Records from a dataset
-------

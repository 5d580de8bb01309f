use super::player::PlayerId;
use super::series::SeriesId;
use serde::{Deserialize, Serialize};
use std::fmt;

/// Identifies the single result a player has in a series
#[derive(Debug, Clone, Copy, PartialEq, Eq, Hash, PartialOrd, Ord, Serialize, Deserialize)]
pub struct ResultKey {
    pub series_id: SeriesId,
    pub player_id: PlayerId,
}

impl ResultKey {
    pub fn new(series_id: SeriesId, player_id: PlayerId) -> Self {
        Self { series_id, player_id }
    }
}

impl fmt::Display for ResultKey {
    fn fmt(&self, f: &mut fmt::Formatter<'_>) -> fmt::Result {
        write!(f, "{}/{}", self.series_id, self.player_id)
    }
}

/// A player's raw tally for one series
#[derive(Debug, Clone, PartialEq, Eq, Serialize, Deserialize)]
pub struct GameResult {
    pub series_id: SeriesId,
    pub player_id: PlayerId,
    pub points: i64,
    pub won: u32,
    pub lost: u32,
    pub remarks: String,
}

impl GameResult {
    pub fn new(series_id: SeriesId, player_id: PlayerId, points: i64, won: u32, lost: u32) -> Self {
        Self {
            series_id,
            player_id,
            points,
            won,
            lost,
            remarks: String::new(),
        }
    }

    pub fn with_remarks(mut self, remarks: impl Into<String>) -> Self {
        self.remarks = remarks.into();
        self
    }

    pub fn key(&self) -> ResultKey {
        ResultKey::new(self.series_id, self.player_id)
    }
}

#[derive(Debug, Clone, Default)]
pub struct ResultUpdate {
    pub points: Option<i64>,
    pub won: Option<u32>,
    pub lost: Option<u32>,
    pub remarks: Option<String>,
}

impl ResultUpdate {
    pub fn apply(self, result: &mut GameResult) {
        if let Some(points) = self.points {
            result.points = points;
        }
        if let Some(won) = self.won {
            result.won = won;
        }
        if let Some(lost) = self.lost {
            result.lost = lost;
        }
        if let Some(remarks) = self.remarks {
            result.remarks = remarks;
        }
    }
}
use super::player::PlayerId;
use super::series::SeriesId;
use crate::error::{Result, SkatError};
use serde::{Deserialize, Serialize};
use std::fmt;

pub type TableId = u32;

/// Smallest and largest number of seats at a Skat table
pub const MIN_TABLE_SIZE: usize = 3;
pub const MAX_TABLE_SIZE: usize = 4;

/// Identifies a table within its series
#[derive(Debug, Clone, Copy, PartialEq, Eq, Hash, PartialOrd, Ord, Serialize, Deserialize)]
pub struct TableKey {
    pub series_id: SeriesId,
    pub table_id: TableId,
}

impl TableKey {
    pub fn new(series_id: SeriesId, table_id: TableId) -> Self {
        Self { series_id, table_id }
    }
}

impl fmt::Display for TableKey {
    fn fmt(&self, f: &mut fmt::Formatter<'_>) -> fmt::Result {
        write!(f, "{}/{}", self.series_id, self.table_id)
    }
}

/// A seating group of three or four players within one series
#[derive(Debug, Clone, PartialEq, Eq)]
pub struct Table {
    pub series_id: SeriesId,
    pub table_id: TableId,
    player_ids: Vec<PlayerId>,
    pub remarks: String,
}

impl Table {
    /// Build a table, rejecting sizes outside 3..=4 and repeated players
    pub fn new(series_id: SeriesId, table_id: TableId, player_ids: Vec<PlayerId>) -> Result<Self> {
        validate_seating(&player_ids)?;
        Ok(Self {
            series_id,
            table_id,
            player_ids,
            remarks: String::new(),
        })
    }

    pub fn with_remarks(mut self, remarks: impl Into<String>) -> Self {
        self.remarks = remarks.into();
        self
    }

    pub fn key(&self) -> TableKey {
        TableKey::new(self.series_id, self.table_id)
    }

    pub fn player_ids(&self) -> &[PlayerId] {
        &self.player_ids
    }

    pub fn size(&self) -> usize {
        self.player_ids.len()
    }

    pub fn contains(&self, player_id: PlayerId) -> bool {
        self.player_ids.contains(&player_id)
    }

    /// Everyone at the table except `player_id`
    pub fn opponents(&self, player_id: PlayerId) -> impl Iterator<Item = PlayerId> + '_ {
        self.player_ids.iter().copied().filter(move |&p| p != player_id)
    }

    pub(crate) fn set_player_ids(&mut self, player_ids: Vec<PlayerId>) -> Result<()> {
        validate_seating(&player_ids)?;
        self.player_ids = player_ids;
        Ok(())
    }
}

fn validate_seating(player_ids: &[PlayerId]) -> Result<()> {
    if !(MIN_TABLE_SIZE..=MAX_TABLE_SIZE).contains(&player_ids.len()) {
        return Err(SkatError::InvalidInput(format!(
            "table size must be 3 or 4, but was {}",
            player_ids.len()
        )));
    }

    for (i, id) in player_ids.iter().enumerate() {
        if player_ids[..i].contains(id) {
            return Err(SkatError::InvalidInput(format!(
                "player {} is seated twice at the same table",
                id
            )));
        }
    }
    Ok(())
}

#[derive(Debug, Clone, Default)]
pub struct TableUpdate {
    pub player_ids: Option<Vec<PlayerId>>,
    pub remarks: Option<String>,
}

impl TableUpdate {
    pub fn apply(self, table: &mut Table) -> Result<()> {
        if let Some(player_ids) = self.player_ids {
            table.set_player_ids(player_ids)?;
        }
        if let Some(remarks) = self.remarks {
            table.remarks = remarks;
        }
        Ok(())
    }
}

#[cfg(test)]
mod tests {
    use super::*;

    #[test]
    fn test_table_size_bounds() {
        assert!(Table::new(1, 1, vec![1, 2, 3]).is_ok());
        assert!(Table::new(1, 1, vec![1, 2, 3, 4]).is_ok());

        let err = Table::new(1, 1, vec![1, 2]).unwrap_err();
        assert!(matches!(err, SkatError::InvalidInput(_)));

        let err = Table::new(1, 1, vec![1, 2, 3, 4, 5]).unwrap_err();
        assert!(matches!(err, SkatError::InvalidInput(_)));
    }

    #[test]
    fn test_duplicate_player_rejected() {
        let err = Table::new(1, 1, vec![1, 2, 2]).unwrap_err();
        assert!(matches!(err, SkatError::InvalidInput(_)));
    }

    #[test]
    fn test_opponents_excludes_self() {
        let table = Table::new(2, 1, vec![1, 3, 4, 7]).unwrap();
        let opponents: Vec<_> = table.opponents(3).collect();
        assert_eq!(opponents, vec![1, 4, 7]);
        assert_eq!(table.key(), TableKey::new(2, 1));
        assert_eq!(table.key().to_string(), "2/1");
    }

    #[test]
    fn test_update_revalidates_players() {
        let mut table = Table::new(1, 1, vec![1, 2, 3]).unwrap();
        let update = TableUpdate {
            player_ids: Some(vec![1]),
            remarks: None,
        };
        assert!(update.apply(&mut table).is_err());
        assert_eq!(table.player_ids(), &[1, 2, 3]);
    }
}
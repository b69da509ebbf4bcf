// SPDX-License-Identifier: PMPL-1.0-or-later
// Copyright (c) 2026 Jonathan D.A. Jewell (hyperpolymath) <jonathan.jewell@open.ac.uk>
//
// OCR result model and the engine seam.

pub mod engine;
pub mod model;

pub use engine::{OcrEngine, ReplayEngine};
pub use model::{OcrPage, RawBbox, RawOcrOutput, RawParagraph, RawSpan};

-------

▸ Task details
All of the entries must be printed again exactly as given.

▸ Task output
repository 5d580de8bb01309f
use super::player::PlayerId;
use super::series::SeriesId;
use serde::{Deserialize, Serialize};
use std::fmt;

/// Identifies the single result a player has in a series
#[derive(Debug, Clone, Copy, PartialEq, Eq, Hash, PartialOrd, Ord, Serialize, Deserialize)]
pub struct ResultKey {
    pub series_id: SeriesId,
    pub player_id: PlayerId,
}

impl ResultKey {
    pub fn new(series_id: SeriesId, player_id: PlayerId) -> Self {
        Self { series_id, player_id }
    }
}

impl fmt::Display for ResultKey {
    fn fmt(&self, f: &mut fmt::Formatter<'_>) -> fmt::Result {
        write!(f, "{}/{}", self.series_id, self.player_id)
    }
}

/// A player's raw tally for one series
#[derive(Debug, Clone, PartialEq, Eq, Serialize, Deserialize)]
pub struct GameResult {
    pub series_id: SeriesId,
    pub player_id: PlayerId,
    pub points: i64,
    pub won: u32,
    pub lost: u32,
    pub remarks: String,
}

impl GameResult {
    pub fn new(series_id: SeriesId, player_id: PlayerId, points: i64, won: u32, lost: u32) -> Self {
        Self {
            series_id,
            player_id,
            points,
            won,
            lost,
            remarks: String::new(),
        }
    }

    pub fn with_remarks(mut self, remarks: impl Into<String>) -> Self {
        self.remarks = remarks.into();
        self
    }

    pub fn key(&self) -> ResultKey {
        ResultKey::new(self.series_id, self.player_id)
    }
}

#[derive(Debug, Clone, Default)]
pub struct ResultUpdate {
    pub points: Option<i64>,
    pub won: Option<u32>,
    pub lost: Option<u32>,
    pub remarks: Option<String>,
}

impl ResultUpdate {
    pub fn apply(self, result: &mut GameResult) {
        if let Some(points) = self.points {
            result.points = points;
        }
        if let Some(won) = self.won {
            result.won = won;
        }
        if let Some(lost) = self.lost {
            result.lost = lost;
        }
        if let Some(remarks) = self.remarks {
            result.remarks = remarks;
        }
    }
}
use super::player::PlayerId;
use super::series::SeriesId;
use crate::error::{Result, SkatError};
use serde::{Deserialize, Serialize};
use std::fmt;

pub type TableId = u32;

/// Smallest and largest number of seats at a Skat table
pub const MIN_TABLE_SIZE: usize = 3;
pub const MAX_TABLE_SIZE: usize = 4;

/// Identifies a table within its series
#[derive(Debug, Clone, Copy, PartialEq, Eq, Hash, PartialOrd, Ord, Serialize, Deserialize)]
pub struct TableKey {
    pub series_id: SeriesId,
    pub table_id: TableId,
}

impl TableKey {
    pub fn new(series_id: SeriesId, table_id: TableId) -> Self {
        Self { series_id, table_id }
    }
}

impl fmt::Display for TableKey {
    fn fmt(&self, f: &mut fmt::Formatter<'_>) -> fmt::Result {
        write!(f, "{}/{}", self.series_id, self.table_id)
    }
}

/// A seating group of three or four players within one series
#[derive(Debug, Clone, PartialEq, Eq)]
pub struct Table {
    pub series_id: SeriesId,
    pub table_id: TableId,
    player_ids: Vec<PlayerId>,
    pub remarks: String,
}

impl Table {
    /// Build a table, rejecting sizes outside 3..=4 and repeated players
    pub fn new(series_id: SeriesId, table_id: TableId, player_ids: Vec<PlayerId>) -> Result<Self> {
        validate_seating(&player_ids)?;
        Ok(Self {
            series_id,
            table_id,
            player_ids,
            remarks: String::new(),
        })
    }

    pub fn with_remarks(mut self, remarks: impl Into<String>) -> Self {
        self.remarks = remarks.into();
        self
    }

    pub fn key(&self) -> TableKey {
        TableKey::new(self.series_id, self.table_id)
    }

    pub fn player_ids(&self) -> &[PlayerId] {
        &self.player_ids
    }

    pub fn size(&self) -> usize {
        self.player_ids.len()
    }

    pub fn contains(&self, player_id: PlayerId) -> bool {
        self.player_ids.contains(&player_id)
    }

    /// Everyone at the table except `player_id`
    pub fn opponents(&self, player_id: PlayerId) -> impl Iterator<Item = PlayerId> + '_ {
        self.player_ids.iter().copied().filter(move |&p| p != player_id)
    }

    pub(crate) fn set_player_ids(&mut self, player_ids: Vec<PlayerId>) -> Result<()> {
        validate_seating(&player_ids)?;
        self.player_ids = player_ids;
        Ok(())
    }
}

fn validate_seating(player_ids: &[PlayerId]) -> Result<()> {
    if !(MIN_TABLE_SIZE..=MAX_TABLE_SIZE).contains(&player_ids.len()) {
        return Err(SkatError::InvalidInput(format!(
            "table size must be 3 or 4, but was {}",
            player_ids.len()
        )));
    }

    for (i, id) in player_ids.iter().enumerate() {
        if player_ids[..i].contains(id) {
            return Err(SkatError::InvalidInput(format!(
                "player {} is seated twice at the same table",
                id
            )));
        }
    }
    Ok(())
}

#[derive(Debug, Clone, Default)]
pub struct TableUpdate {
    pub player_ids: Option<Vec<PlayerId>>,
    pub remarks: Option<String>,
}

impl TableUpdate {
    pub fn apply(self, table: &mut Table) -> Result<()> {
        if let Some(player_ids) = self.player_ids {
            table.set_player_ids(player_ids)?;
        }
        if let Some(remarks) = self.remarks {
            table.remarks = remarks;
        }
        Ok(())
    }
}

#[cfg(test)]
mod tests {
    use super::*;

    #[test]
    fn test_table_size_bounds() {
        assert!(Table::new(1, 1, vec![1, 2, 3]).is_ok());
        assert!(Table::new(1, 1, vec![1, 2, 3, 4]).is_ok());

        let err = Table::new(1, 1, vec![1, 2]).unwrap_err();
        assert!(matches!(err, SkatError::InvalidInput(_)));

        let err = Table::new(1, 1, vec![1, 2, 3, 4, 5]).unwrap_err();
        assert!(matches!(err, SkatError::InvalidInput(_)));
    }

    #[test]
    fn test_duplicate_player_rejected() {
        let err = Table::new(1, 1, vec![1, 2, 2]).unwrap_err();
        assert!(matches!(err, SkatError::InvalidInput(_)));
    }

    #[test]
    fn test_opponents_excludes_self() {
        let table = Table::new(2, 1, vec![1, 3, 4, 7]).unwrap();
        let opponents: Vec<_> = table.opponents(3).collect();
        assert_eq!(opponents, vec![1, 4, 7]);
        assert_eq!(table.key(), TableKey::new(2, 1));
        assert_eq!(table.key().to_string(), "2/1");
    }

    #[test]
    fn test_update_revalidates_players() {
        let mut table = Table::new(1, 1, vec![1, 2, 3]).unwrap();
        let update = TableUpdate {
            player_ids: Some(vec![1]),
            remarks: None,
        };
        assert!(update.apply(&mut table).is_err());
        assert_eq!(table.player_ids(), &[1, 2, 3]);
    }
}
repository b69da509ebbf4bcf
// SPDX-License-Identifier: PMPL-1.0-or-later
// Copyright (c) 2026 Jonathan D.A. Jewell (hyperpolymath) <jonathan.jewell@open.ac.uk>
//
// OCR result model and the engine seam.

pub mod engine;
pub mod model;

pub use engine::{OcrEngine, ReplayEngine};
pub use model::{OcrPage, RawBbox, RawOcrOutput, RawParagraph, RawSpan};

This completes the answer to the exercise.